The Global Retail Theft Barometer Study finds retail theft reached $115 billion worldwide. There are areas where RFID can make a difference.
The Centre for Retail Research has released its third annual Global Retail Theft Barometer report, and the news is not good. The 2009 survey, which covers 1,069 corporations worldwide with a total revenue of $822 billion, finds that theft costs companies $115 billion globally—a 5.9 percent increase over last year.
The study, sponsored by Checkpoint Systems, examined the costs of shrinkage and crime in the global retail industry from July 2008 to June 2009. It found that the rise in shrinkage occurred in all regions surveyed. The greatest increases were in North America (8.1 percent), the Middle East-Africa (7.5 percent) and Europe (4.7 percent). The categories with the highest shrinkage rate, according to the survey, are apparel accessories (3.85 percent of sales), fashion clothing (3.64 percent) and meat in supermarkets (3.38 percent).
The increase in theft is attributable to the global recession and cutbacks in spending on security (the survey found retailers spent $900 million less on security due to recessionary pressures). Globally, shrinkage costs retailers approximately 1.43 percent of sales, which accounts for about $208 per family—the cost of theft is passed on to the consumer, after all.
Can RFID help? I think it can, in several ways. Bulky electronic article surveillance (EAS) devices serve as a strong deterrent to crimes of opportunity. That is, a person who enters a store without the intention of stealing something might take an item if the opportunity were to present itself—but he might refrain if he saw an EAS device.

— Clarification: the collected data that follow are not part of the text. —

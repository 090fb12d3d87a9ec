// Copyright 2025 eraflo
//
// Licensed under the Apache License, Version 2.0 (the "License");
// you may not use this file except in compliance with the License.
// You may obtain a copy of the License at
//
//     http://www.apache.org/licenses/LICENSE-2.0
//
// Unless required by applicable law or agreed to in writing, software
// distributed under the License is distributed on an "AS IS" BASIS,
// WITHOUT WARRANTIES OR CONDITIONS OF ANY KIND, either express or implied.
// See the License for the specific language governing permissions and
// limitations under the License.

//! The debug panel's state, kept apart from any UI toolkit.

mod parameters;

pub use parameters::*;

If an item with an EAS device is stolen, RFID can help by identifying what was taken. Currently, a retailer might hear an alarm when someone steals something, but not know what has been stolen. By combining RFID and EAS, a company can deter crimes of opportunity and know what was stolen by identifying it with RFID. That enables a retailer to replenish goods and not lose sales due to items being out of stock but inventory systems thinking they are still on a shelf.

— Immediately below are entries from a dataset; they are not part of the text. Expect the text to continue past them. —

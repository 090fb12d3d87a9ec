// Copyright 2025 eraflo
//
// Licensed under the Apache License, Version 2.0 (the "License");
// you may not use this file except in compliance with the License.
// You may obtain a copy of the License at
//
//     http://www.apache.org/licenses/LICENSE-2.0
//
// Unless required by applicable law or agreed to in writing, software
// distributed under the License is distributed on an "AS IS" BASIS,
// WITHOUT WARRANTIES OR CONDITIONS OF ANY KIND, either express or implied.
// See the License for the specific language governing permissions and
// limitations under the License.

//! Periodic performance reporting.

use crate::metrics::{FrameSnapshot, PerformanceCounter};
use std::time::{Duration, Instant};

/// Owns the frame counter and decides when a report is due.
#[derive(Debug)]
pub struct TelemetryService {
    counter: PerformanceCounter,
    last_report: Instant,
    report_interval: Duration,
}

impl TelemetryService {
    /// Creates a service reporting every `report_interval`.
    pub fn new(report_interval: Duration) -> Self {
        Self {
            counter: PerformanceCounter::new(),
            last_report: Instant::now(),
            report_interval,
        }
    }

    /// Records one rendered frame.
    pub fn record_frame(&mut self) {
        self.counter.record_frame();
    }

    /// Should be called once per frame. Returns a snapshot when the report
    /// interval has passed since the previous one.
    pub fn tick(&mut self) -> Option<FrameSnapshot> {
        if self.last_report.elapsed() >= self.report_interval {
            self.last_report = Instant::now();
            let snapshot = self.counter.snapshot();
            log::trace!("Telemetry report due: {snapshot:?}");
            Some(snapshot)
        } else {
            None
        }
    }

    /// The underlying counter.
    pub fn counter(&self) -> &PerformanceCounter {
        &self.counter
    }
}

impl Default for TelemetryService {
    fn default() -> Self {
        Self::new(Duration::from_secs(1))
    }
}
// Copyright 2025 eraflo
//
// Licensed under the Apache License, Version 2.0 (the "License");
// you may not use this file except in compliance with the License.
// You may obtain a copy of the License at
//
//     http://www.apache.org/licenses/LICENSE-2.0
//
// Unless required by applicable law or agreed to in writing, software
// distributed under the License is distributed on an "AS IS" BASIS,
// WITHOUT WARRANTIES OR CONDITIONS OF ANY KIND, either express or implied.
// See the License for the specific language governing permissions and
// limitations under the License.

//! Defines the hierarchy of error types for the rendering subsystem.

use std::fmt;

/// An error related to the creation, loading, or compilation of a shader module.
#[derive(Debug)]
pub enum ShaderError {
    /// The shader source failed to compile into a backend-specific module.
    CompilationError {
        /// A descriptive label for the shader.
        label: String,
        /// Detailed error messages from the shader compiler.
        details: String,
    },
}

impl fmt::Display for ShaderError {
    fn fmt(&self, f: &mut fmt::Formatter<'_>) -> fmt::Result {
        match self {
            ShaderError::CompilationError { label, details } => {
                write!(f, "Shader compilation failed for '{label}': {details}")
            }
        }
    }
}

impl std::error::Error for ShaderError {}

/// An error related to the creation or upload of a GPU resource.
#[derive(Debug)]
pub enum ResourceError {
    /// A shader-specific error occurred.
    Shader(ShaderError),
    /// CPU-side data could not be turned into a GPU resource.
    InvalidData {
        /// What was being uploaded.
        label: String,
        /// Why it was rejected.
        reason: String,
    },
}

impl fmt::Display for ResourceError {
    fn fmt(&self, f: &mut fmt::Formatter<'_>) -> fmt::Result {
        match self {
            ResourceError::Shader(err) => write!(f, "Shader resource error: {err}"),
            ResourceError::InvalidData { label, reason } => {
                write!(f, "Invalid data for '{label}': {reason}")
            }
        }
    }
}

impl std::error::Error for ResourceError {
    fn source(&self) -> Option<&(dyn std::error::Error + 'static)> {
        match self {
            ResourceError::Shader(err) => Some(err),
            ResourceError::InvalidData { .. } => None,
        }
    }
}

impl From<ShaderError> for ResourceError {
    fn from(err: ShaderError) -> Self {
        ResourceError::Shader(err)
    }
}

/// A high-level error that can occur within the rendering system.
#[derive(Debug)]
pub enum RenderError {
    /// An operation was attempted before the rendering system was initialized.
    NotInitialized,
    /// A failure occurred during the initialization of the graphics backend.
    InitializationFailed(String),
    /// Failed to acquire the next frame from the swapchain/surface for rendering.
    SurfaceAcquisitionFailed(String),
    /// An error occurred while managing a GPU resource.
    ResourceError(ResourceError),
    /// The graphics device was lost. Requires reinitialization.
    DeviceLost,
}

impl fmt::Display for RenderError {
    fn fmt(&self, f: &mut fmt::Formatter<'_>) -> fmt::Result {
        match self {
            RenderError::NotInitialized => {
                write!(f, "The rendering system is not initialized.")
            }
            RenderError::InitializationFailed(msg) => {
                write!(f, "Failed to initialize graphics backend: {msg}")
            }
            RenderError::SurfaceAcquisitionFailed(msg) => {
                write!(f, "Failed to acquire surface for rendering: {msg}")
            }
            RenderError::ResourceError(err) => {
                write!(f, "Graphics resource operation failed: {err}")
            }
            RenderError::DeviceLost => write!(
                f,
                "The graphics device was lost and needs to be reinitialized."
            ),
        }
    }
}

impl std::error::Error for RenderError {
    fn source(&self) -> Option<&(dyn std::error::Error + 'static)> {
        match self {
            RenderError::ResourceError(err) => Some(err),
            _ => None,
        }
    }
}

impl From<ResourceError> for RenderError {
    fn from(err: ResourceError) -> Self {
        RenderError::ResourceError(err)
    }
}

#[cfg(test)]
mod tests {
    use std::error::Error;

    use super::*;

    #[test]
    fn shader_error_display() {
        let err = ShaderError::CompilationError {
            label: "pbr".to_string(),
            details: "Syntax error at line 5".to_string(),
        };
        assert_eq!(
            format!("{err}"),
            "Shader compilation failed for 'pbr': Syntax error at line 5"
        );
    }

    #[test]
    fn render_error_display_wrapping_resource_error() {
        let shader_err = ShaderError::CompilationError {
            label: "skybox".to_string(),
            details: "bad".to_string(),
        };
        let res_err: ResourceError = shader_err.into();
        let render_err: RenderError = res_err.into();
        assert_eq!(
            format!("{render_err}"),
            "Graphics resource operation failed: Shader resource error: Shader compilation failed for 'skybox': bad"
        );
        assert!(render_err.source().is_some());
        assert!(render_err.source().unwrap().source().is_some());
    }

    #[test]
    fn invalid_data_has_no_source() {
        let err = ResourceError::InvalidData {
            label: "mesh".to_string(),
            reason: "empty index buffer".to_string(),
        };
        assert_eq!(format!("{err}"), "Invalid data for 'mesh': empty index buffer");
        assert!(err.source().is_none());
    }
}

But EAS devices do not deter workers or professional thieves. The 2009 Global Retail Theft Barometer found that employee theft is the biggest problem faced by North American retailers, as it results in 44 percent of all losses. According to the report, the average employee in North America stole nearly $1,900 per incident.
Apparel companies such as Falabella found that theft can be reduced just by tagging inventory, because employees know a company is tracking its inventory more effectively. Businesses that take inventory regularly can begin to match the loss of items to the specific employees working at the time they were taken, and then hone in on who is doing the stealing. And companies can combine RFID with closed-circuit television (CCTV) cameras in order to reduce theft.
Sony Logistics has deployed such a system at its largest European distribution warehouse, located in Tilburg, the Netherlands. When employees pick orders from warehouse shelves for specific retailer customers, these orders—individual boxes containing DVD players or cameras, for instance—are marked with a delivery label containing an RFID transponder and displaying a delivery address, a unique parcel number and a bar code.
Sony Europe creates a short video showing each pallet being wrapped and placed on a truck. The RFID reads are burned into the video to prove that pallet's identification. The computer system saves the video, and if a retailer claims the ordered items never arrived, claims handlers can search a database for a specific tagged box or tagged pallet number, pulling up the related video. This allows the partners to investigate where the theft might have occurred.
No technology is ever going to fully eliminate theft. But the data analysis and visibility RFID provides can enable companies to fire those workers suspected of theft, and video surveillance can greatly reduce the incidence of such thievery. If privacy advocates have a problem with you watching your staff in order to prevent them from stealing, they can tell that to families who have to pay an additional $208 every year, just because some people help themselves to five-finger discounts.
Mark Roberti is the founder and editor of RFID Journal. If you would like to comment on this article, click on the link below. To read more of Mark's opinions, visit the RFID Journal Blog or click here.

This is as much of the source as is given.